They hired the Pirate of the Thousand Islands, William Johnston, an Irish settler with a bitter hatred of all things British. In his light skiff he carried into Kingston harbor at dead of night an American midshipman, with the forefather of that deadly modern weapon, the torpedo. This first torpedo was so crude one can almost pity the optimism of the inventor and one must admire the courage of the devoted operators.
The boat had to creep up, unobserved, to within, a few yards of the victim. Then an iron harpoon had to be fired, point-blank, at the ship's waterline, from a blunderbuss or musket in the small boat's bow. The harpoon had a loop near the head, to which was attached a short light line. The other end of this line was fastened to a powder-keg, which had a copper cylinder to buoy it up.
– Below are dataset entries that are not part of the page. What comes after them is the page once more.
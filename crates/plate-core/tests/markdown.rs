use plate_core::markdown::{from_markdown, to_markdown};
use plate_core::{Document, Marks, Node, PlateValue, PluginRegistry, TextNode};

fn leaf(text: &str, marks: Marks) -> Node {
    Node::Text(TextNode {
        text: text.to_string(),
        marks,
    })
}

#[test]
fn blocks_round_trip_through_markdown() {
    let registry = PluginRegistry::core();
    let doc = Document {
        children: vec![
            Node::paragraph("Hello world"),
            Node::code_block("let x = 1;"),
            Node::divider(),
        ],
    };

    let markdown = to_markdown(&doc, &registry);
    assert_eq!(markdown, "Hello world\n\n```\nlet x = 1;\n```\n\n---");
    assert_eq!(from_markdown(&markdown, &registry), doc);
}

#[test]
fn marks_round_trip_through_markdown() {
    let registry = PluginRegistry::core();
    let bold = Marks {
        bold: true,
        ..Marks::default()
    };
    let link = Marks {
        link: Some("https://example.com".to_string()),
        ..Marks::default()
    };
    let doc = Document {
        children: vec![Node::block(
            "paragraph",
            vec![
                Node::text("plain "),
                leaf("strong", bold),
                Node::text(" and "),
                leaf("site", link),
            ],
        )],
    };

    let markdown = to_markdown(&doc, &registry);
    assert_eq!(markdown, "plain **strong** and [site](https://example.com)");
    assert_eq!(from_markdown(&markdown, &registry), doc);
}

#[test]
fn link_destinations_keep_their_syntax_characters() {
    let registry = PluginRegistry::core();
    for href in [
        "https://example.com/a(b)",
        "https://example.com/?q=a&amp;b",
        "https://example.com/a<b>",
        "https://example.com/x\\!y",
        "wl:page:two words",
    ] {
        let doc = Document {
            children: vec![Node::block(
                "paragraph",
                vec![leaf(
                    "site",
                    Marks {
                        link: Some(href.to_string()),
                        ..Marks::default()
                    },
                )],
            )],
        };
        let markdown = to_markdown(&doc, &registry);
        assert_eq!(from_markdown(&markdown, &registry), doc, "{markdown}");
    }
}

#[test]
fn markdown_syntax_in_text_is_escaped() {
    let registry = PluginRegistry::core();
    let doc = Document {
        children: vec![
            Node::paragraph("1. not a list *really*"),
            Node::paragraph("  indented"),
            Node::paragraph("line one\nline two"),
        ],
    };

    let markdown = to_markdown(&doc, &registry);
    assert!(markdown.starts_with("1\\. not a list \\*really\\*"));
    assert_eq!(from_markdown(&markdown, &registry), doc);
}

#[test]
fn empty_markdown_yields_one_empty_paragraph() {
    let registry = PluginRegistry::core();
    assert_eq!(
        from_markdown("", &registry).children,
        vec![Node::paragraph("")]
    );
}

#[test]
fn plate_value_round_trips_through_json() -> anyhow::Result<()> {
    let value = PlateValue::from_document(Document {
        children: vec![Node::paragraph("hi")],
    });
    let json = value.to_json_pretty()?;
    assert!(json.contains("\"schema\": \"plate\""));
    assert_eq!(PlateValue::from_json_str(&json)?, value);
    Ok(())
}
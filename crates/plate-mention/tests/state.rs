use plate_core::{
    Decoration, DecorationSource, Document, Editor, Marks, Node, Point, Selection, TextNode,
    Transaction,
};
use plate_mention::{
    ActivationState, CompositionScheduler, MentionConfig, Settle, SuggestionMachine,
    SuggestionRange,
};

fn editor_at(blocks: Vec<Node>, path: Vec<usize>, offset: usize) -> Editor {
    plate_mention::editor(
        &MentionConfig::default(),
        Document { children: blocks },
        Selection::collapsed(Point::new(path, offset)),
    )
    .unwrap()
}

fn caret(editor: &mut Editor, offset: usize) -> plate_core::AppliedTransaction {
    editor
        .apply(Transaction::select(Selection::collapsed(Point::new(
            vec![0, 0],
            offset,
        ))))
        .unwrap()
}

#[test]
fn typing_after_a_trigger_activates() {
    let editor = editor_at(vec![Node::paragraph("Hello @al")], vec![0, 0], 9);
    let mut machine = SuggestionMachine::new(&MentionConfig::default());

    let transition = machine.resync(&editor);
    assert!(transition.started);
    assert!(!transition.changed);
    assert_eq!(
        machine.state(),
        &ActivationState::Active {
            range: SuggestionRange {
                block: vec![0],
                from: 6,
                to: 9,
            },
            query: "al".to_string(),
        }
    );
}

#[test]
fn moving_the_caret_out_of_the_range_deactivates() {
    let mut editor = editor_at(vec![Node::paragraph("Hello @al")], vec![0, 0], 9);
    let mut machine = SuggestionMachine::new(&MentionConfig::default());
    machine.resync(&editor);

    let applied = caret(&mut editor, 2);
    let transition = machine.apply(&editor, &applied);

    assert!(transition.stopped);
    assert!(!transition.started);
    assert_eq!(machine.state(), &ActivationState::Inactive);
    assert!(machine.state().range().is_none());
    assert!(machine.state().query().is_none());
}

#[test]
fn typing_more_query_reports_changed() {
    let mut editor = editor_at(vec![Node::paragraph("Hello @al")], vec![0, 0], 9);
    let mut machine = SuggestionMachine::new(&MentionConfig::default());
    machine.resync(&editor);

    let typed = editor.type_text("i").unwrap();
    let transition = machine.apply(&editor, &typed.applied);

    assert!(transition.changed);
    assert!(!transition.started && !transition.stopped);
    assert_eq!(machine.state().query(), Some("ali"));
    assert_eq!(machine.state().range().map(|r| r.to), Some(10));
}

#[test]
fn jumping_between_triggers_stops_then_starts() {
    let mut editor = editor_at(vec![Node::paragraph("@ab @cd")], vec![0, 0], 3);
    let mut machine = SuggestionMachine::new(&MentionConfig::default());
    machine.resync(&editor);
    assert_eq!(machine.state().range().map(|r| r.from), Some(0));

    let applied = caret(&mut editor, 7);
    let transition = machine.apply(&editor, &applied);

    assert!(transition.moved());
    assert!(!transition.changed);
    assert_eq!(machine.state().query(), Some("cd"));
}

#[test]
fn range_selections_are_inactive() {
    let mut editor = editor_at(vec![Node::paragraph("Hello @al")], vec![0, 0], 9);
    let mut machine = SuggestionMachine::new(&MentionConfig::default());
    machine.resync(&editor);

    let applied = editor
        .apply(Transaction::select(Selection {
            anchor: Point::new(vec![0, 0], 7),
            focus: Point::new(vec![0, 0], 9),
        }))
        .unwrap();
    let transition = machine.apply(&editor, &applied);

    assert!(transition.stopped);
    assert!(!machine.state().is_active());
}

#[test]
fn code_contexts_never_activate() {
    let editor = editor_at(vec![Node::code_block("@al")], vec![0, 0], 3);
    let mut machine = SuggestionMachine::new(&MentionConfig::default());
    assert!(machine.resync(&editor).is_quiet());
    assert!(!machine.state().is_active());

    let code_leaf = Node::Text(TextNode {
        text: "@al".to_string(),
        marks: Marks {
            code: true,
            ..Marks::default()
        },
    });
    let editor = editor_at(
        vec![Node::block("paragraph", vec![code_leaf])],
        vec![0, 0],
        3,
    );
    assert!(machine.resync(&editor).is_quiet());
}

#[test]
fn composition_checks_only_run_for_the_latest_ticket() {
    let mut editor = editor_at(vec![Node::paragraph("")], vec![0, 0], 0);
    let mut machine = SuggestionMachine::new(&MentionConfig::default());
    let mut scheduler = CompositionScheduler::default();

    editor.set_composing(true);
    let typed = editor.type_text("@a").unwrap();
    assert!(machine.apply(&editor, &typed.applied).is_quiet());
    let first = scheduler.schedule();

    let typed = editor.type_text("l").unwrap();
    assert!(machine.apply(&editor, &typed.applied).is_quiet());
    let second = scheduler.schedule();
    assert!(second.seq() > first.seq());

    assert_eq!(
        scheduler.settle(first, &mut machine, &editor),
        Settle::Superseded
    );
    assert!(!machine.state().is_active());

    let Settle::Settled(transition) = scheduler.settle(second, &mut machine, &editor) else {
        panic!("latest ticket must settle");
    };
    assert!(transition.started);
    assert_eq!(machine.state().query(), Some("al"));

    assert_eq!(
        scheduler.settle(second, &mut machine, &editor),
        Settle::Superseded
    );
}

#[test]
fn decorations_mark_the_query_and_the_current_paragraph() {
    let editor = editor_at(
        vec![Node::paragraph("first"), Node::paragraph("Hello @al")],
        vec![1, 0],
        9,
    );
    let mut machine = SuggestionMachine::new(&MentionConfig::default());
    machine.resync(&editor);

    let decorations = machine.decorations(&editor);
    assert_eq!(
        decorations,
        vec![
            Decoration::inline(vec![1], 6..9, "mention-query"),
            Decoration::node(vec![1], "current-element"),
        ]
    );
    assert!(decorations[0].covers_offset(&[1], 7));
    assert!(!decorations[0].covers_offset(&[0], 7));

    machine.deactivate();
    assert_eq!(
        machine.decorations(&editor),
        vec![Decoration::node(vec![1], "current-element")]
    );
}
The torpedo-man had to light a slow fuse in the cylinder, fire the harpoon into the ship, heave the line, keg, cylinder and lighted fuse overboard—and row away, if he could, before the sentries riddled him with musket balls or the exploding powder-keg blew him and the ship he was trying to destroy to Kingdom Come!
Pirate Bill Johnston rowed Midshipman McGowan, U.S.N., around and around Navy Bay in the darkness until the first streaks of dawn began to light up the frowning face of the Stone Frigate.
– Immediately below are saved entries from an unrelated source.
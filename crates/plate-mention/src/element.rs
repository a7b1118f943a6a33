use plate_core::markdown::{escape_text, link_destination};
use plate_core::{Attrs, Document, Node, VoidCodec, VoidDecode, VoidNode};
use serde::{Deserialize, Serialize};

use crate::config::DEFAULT_TRIGGER;

pub const MENTION_KIND: &str = "mention";
/// Link scheme of the markdown interchange token.
pub const MENTION_SCHEME: &str = "wl:userMention:";

/// Attributes of a committed mention. Never edited in place.
#[derive(Debug, Clone, PartialEq, Eq, Hash, Serialize, Deserialize)]
pub struct MentionAttrs {
    pub id: String,
    pub display: String,
}

impl MentionAttrs {
    pub fn new(id: impl Into<String>, display: impl Into<String>) -> Self {
        Self {
            id: id.into(),
            display: display.into(),
        }
    }

    pub fn from_void(node: &VoidNode) -> Option<Self> {
        if node.kind != MENTION_KIND {
            return None;
        }
        Some(Self {
            id: node.attr_str("id")?.to_string(),
            display: node.attr_str("display").unwrap_or_default().to_string(),
        })
    }

    pub fn to_void(&self) -> VoidNode {
        let mut attrs = Attrs::new();
        attrs.insert("id".to_string(), self.id.clone().into());
        attrs.insert("display".to_string(), self.display.clone().into());
        VoidNode::new(MENTION_KIND, attrs)
    }

    pub fn to_node(&self) -> Node {
        Node::Void(self.to_void())
    }

    /// Interchange link target. The id is percent-encoded.
    pub fn href(&self) -> String {
        format!("{MENTION_SCHEME}{}", urlencoding::encode(&self.id))
    }
}

/// Every mention in document order.
pub fn collect_mentions(doc: &Document) -> Vec<MentionAttrs> {
    fn walk(children: &[Node], out: &mut Vec<MentionAttrs>) {
        for node in children {
            match node {
                Node::Void(v) => out.extend(MentionAttrs::from_void(v)),
                Node::Element(el) => walk(&el.children, out),
                Node::Text(_) => {}
            }
        }
    }

    let mut out = Vec::new();
    walk(&doc.children, &mut out);
    out
}

pub struct MentionCodec {
    trigger: char,
}

impl Default for MentionCodec {
    fn default() -> Self {
        Self::new(DEFAULT_TRIGGER)
    }
}

impl MentionCodec {
    pub fn new(trigger: char) -> Self {
        Self { trigger }
    }
}

impl VoidCodec for MentionCodec {
    fn kind(&self) -> &'static str {
        MENTION_KIND
    }

    fn display_text(&self, node: &VoidNode) -> String {
        format!(
            "{}{}",
            self.trigger,
            node.attr_str("display").unwrap_or_default()
        )
    }

    fn to_markdown(&self, node: &VoidNode) -> String {
        let id = node.attr_str("id").unwrap_or_default();
        let href = format!("{MENTION_SCHEME}{}", urlencoding::encode(id));
        let display = node.attr_str("display").unwrap_or_default();
        let trigger = if self.trigger.is_ascii_punctuation() {
            format!("\\{}", self.trigger)
        } else {
            self.trigger.to_string()
        };
        format!(
            "[{trigger}{}]({})",
            escape_text(display, false),
            link_destination(&href)
        )
    }

    fn decode_link(&self, text: &str, destination: &str) -> Option<VoidDecode> {
        let encoded = destination.strip_prefix(MENTION_SCHEME)?;
        let id = match urlencoding::decode(encoded) {
            Ok(id) => id,
            Err(err) => {
                tracing::warn!(%err, destination, "mention id is not valid UTF-8; keeping text");
                return Some(VoidDecode::Fallback(text.to_string()));
            }
        };
        if id.trim().is_empty() {
            tracing::warn!(text, destination, "mention token without id; keeping text");
            return Some(VoidDecode::Fallback(text.to_string()));
        }
        let display = text.strip_prefix(self.trigger).unwrap_or(text);
        Some(VoidDecode::Node(
            MentionAttrs::new(id.into_owned(), display).to_void(),
        ))
    }
}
Never a man-of-war but this stationary one on the shore had they discovered in all this time, neither the great big one they had heard of nor the little ones they had been fighting year after year. The whole fleet seemed to have vanished. They realized that, like ghosts at cockcrow, they themselves would have to vanish or else be shot at sunrise. So they pulled for the shadows of the Thousand Islands.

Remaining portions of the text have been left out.